(Stored items)
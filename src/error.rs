//! Error taxonomy for the migration pipeline

use std::path::PathBuf;
use thiserror::Error;

pub type Result<T> = std::result::Result<T, MigrateError>;

/// Every way an invocation can stop before reaching `Done`
#[derive(Error, Debug)]
pub enum MigrateError {
    #[error("Usage error: {0}")]
    Usage(String),

    #[error("Could not find a project file starting from {}", .start.display())]
    ProjectNotFound { start: PathBuf },

    #[error("Malformed project file {}: {message}", .path.display())]
    MalformedProjectFile { path: PathBuf, message: String },

    #[error("Malformed configuration file {}: {message}", .path.display())]
    MalformedConfiguration { path: PathBuf, message: String },

    #[error("Failed to persist merged configuration {}: {source}", .path.display())]
    ConfigurationMergeConflict {
        path: PathBuf,
        #[source]
        source: std::io::Error,
    },

    #[error("Compiled output not found: {}", .path.display())]
    AssemblyNotFound { path: PathBuf },

    #[error("Malformed migrations manifest {}: {message}", .path.display())]
    MalformedManifest { path: PathBuf, message: String },

    #[error("No migration configuration type found in assembly '{assembly}'")]
    ConfigurationTypeNotFound { assembly: String },

    #[error("More than one migration configuration type found in assembly '{assembly}': {}", .candidates.join(", "))]
    AmbiguousConfigurationType {
        assembly: String,
        candidates: Vec<String>,
    },

    #[error("No model changes since the last migration")]
    NoModelChanges,

    #[error("{0}")]
    Engine(String),

    #[error("Invalid scaffold result: {0}")]
    InvalidScaffold(String),

    #[error("Failed to write {}: {source}", .path.display())]
    ArtifactWrite {
        path: PathBuf,
        #[source]
        source: std::io::Error,
    },

    #[error("Invalid settings file {}: {message}", .path.display())]
    Settings { path: PathBuf, message: String },

    #[error("IO error: {0}")]
    Io(#[from] std::io::Error),
}

impl MigrateError {
    /// Stable name printed next to the message on stderr
    pub fn kind(&self) -> &'static str {
        match self {
            MigrateError::Usage(_) => "Usage",
            MigrateError::ProjectNotFound { .. } => "ProjectNotFound",
            MigrateError::MalformedProjectFile { .. } => "MalformedProjectFile",
            MigrateError::MalformedConfiguration { .. } => "MalformedConfiguration",
            MigrateError::ConfigurationMergeConflict { .. } => "ConfigurationMergeConflict",
            MigrateError::AssemblyNotFound { .. } => "AssemblyNotFound",
            MigrateError::MalformedManifest { .. } => "MalformedManifest",
            MigrateError::ConfigurationTypeNotFound { .. } => "ConfigurationTypeNotFound",
            MigrateError::AmbiguousConfigurationType { .. } => "AmbiguousConfigurationType",
            MigrateError::NoModelChanges => "NoModelChanges",
            MigrateError::Engine(_) => "Engine",
            MigrateError::InvalidScaffold(_) => "InvalidScaffold",
            MigrateError::ArtifactWrite { .. } => "ArtifactWrite",
            MigrateError::Settings { .. } => "Settings",
            MigrateError::Io(_) => "Io",
        }
    }

    /// Remediation hint for setup errors, `None` when the message says it all
    pub fn hint(&self) -> Option<&'static str> {
        match self {
            MigrateError::Usage(_) => Some("Run with --help to see the accepted flags."),
            MigrateError::ProjectNotFound { .. } => {
                Some("Run from inside the project or pass --base-folder.")
            }
            MigrateError::MalformedProjectFile { .. } => {
                Some("Pass --assembly-name and --bin-folder, or fix the project file.")
            }
            MigrateError::MalformedConfiguration { .. } => {
                Some("Fix the XML of the configuration file or pass --config-path.")
            }
            MigrateError::ConfigurationMergeConflict { .. } => {
                Some("Make sure app.config is writable and not locked by another process.")
            }
            MigrateError::AssemblyNotFound { .. } => {
                Some("Build the project first, or point --bin-folder at its output.")
            }
            MigrateError::MalformedManifest { .. } => {
                Some("Rebuild the project to regenerate the migrations manifest.")
            }
            MigrateError::ConfigurationTypeNotFound { .. } => {
                Some("Enable migrations in the project so the build declares a configuration type.")
            }
            MigrateError::AmbiguousConfigurationType { .. } => {
                Some("Keep a single migration configuration per assembly.")
            }
            MigrateError::Settings { .. } => Some("Check the syntax of ef-migrations.toml."),
            _ => None,
        }
    }

    /// Process exit code for this failure
    pub fn exit_code(&self) -> u8 {
        match self {
            MigrateError::Usage(_) => 2,
            MigrateError::NoModelChanges => 0,
            _ => 1,
        }
    }
}

#[cfg(test)]
mod tests {
    use super::*;

    #[test]
    fn test_exit_codes() {
        assert_eq!(MigrateError::Usage("missing name".into()).exit_code(), 2);
        assert_eq!(MigrateError::NoModelChanges.exit_code(), 0);
        assert_eq!(MigrateError::Engine("boom".into()).exit_code(), 1);
    }

    #[test]
    fn test_engine_message_is_verbatim() {
        let err = MigrateError::Engine("Login failed for user 'sa'.".into());
        assert_eq!(err.to_string(), "Login failed for user 'sa'.");
        assert!(err.hint().is_none());
    }

    #[test]
    fn test_ambiguous_lists_candidates() {
        let err = MigrateError::AmbiguousConfigurationType {
            assembly: "Foo".into(),
            candidates: vec!["Foo.A".into(), "Foo.B".into()],
        };
        assert!(err.to_string().ends_with("Foo.A, Foo.B"));
        assert_eq!(err.kind(), "AmbiguousConfigurationType");
    }
}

The problem>
Beginning at the top of the records above, transcribe each line exactly up to and including the line that holds "find a project".

Solution to this problem>
filename src/error.rs
//! Error taxonomy for the migration pipeline

use std::path::PathBuf;
use thiserror::Error;

pub type Result<T> = std::result::Result<T, MigrateError>;

/// Every way an invocation can stop before reaching `Done`
#[derive(Error, Debug)]
pub enum MigrateError {
    #[error("Usage error: {0}")]
    Usage(String),

    #[error("Could not find a project file starting from {}", .start.display())]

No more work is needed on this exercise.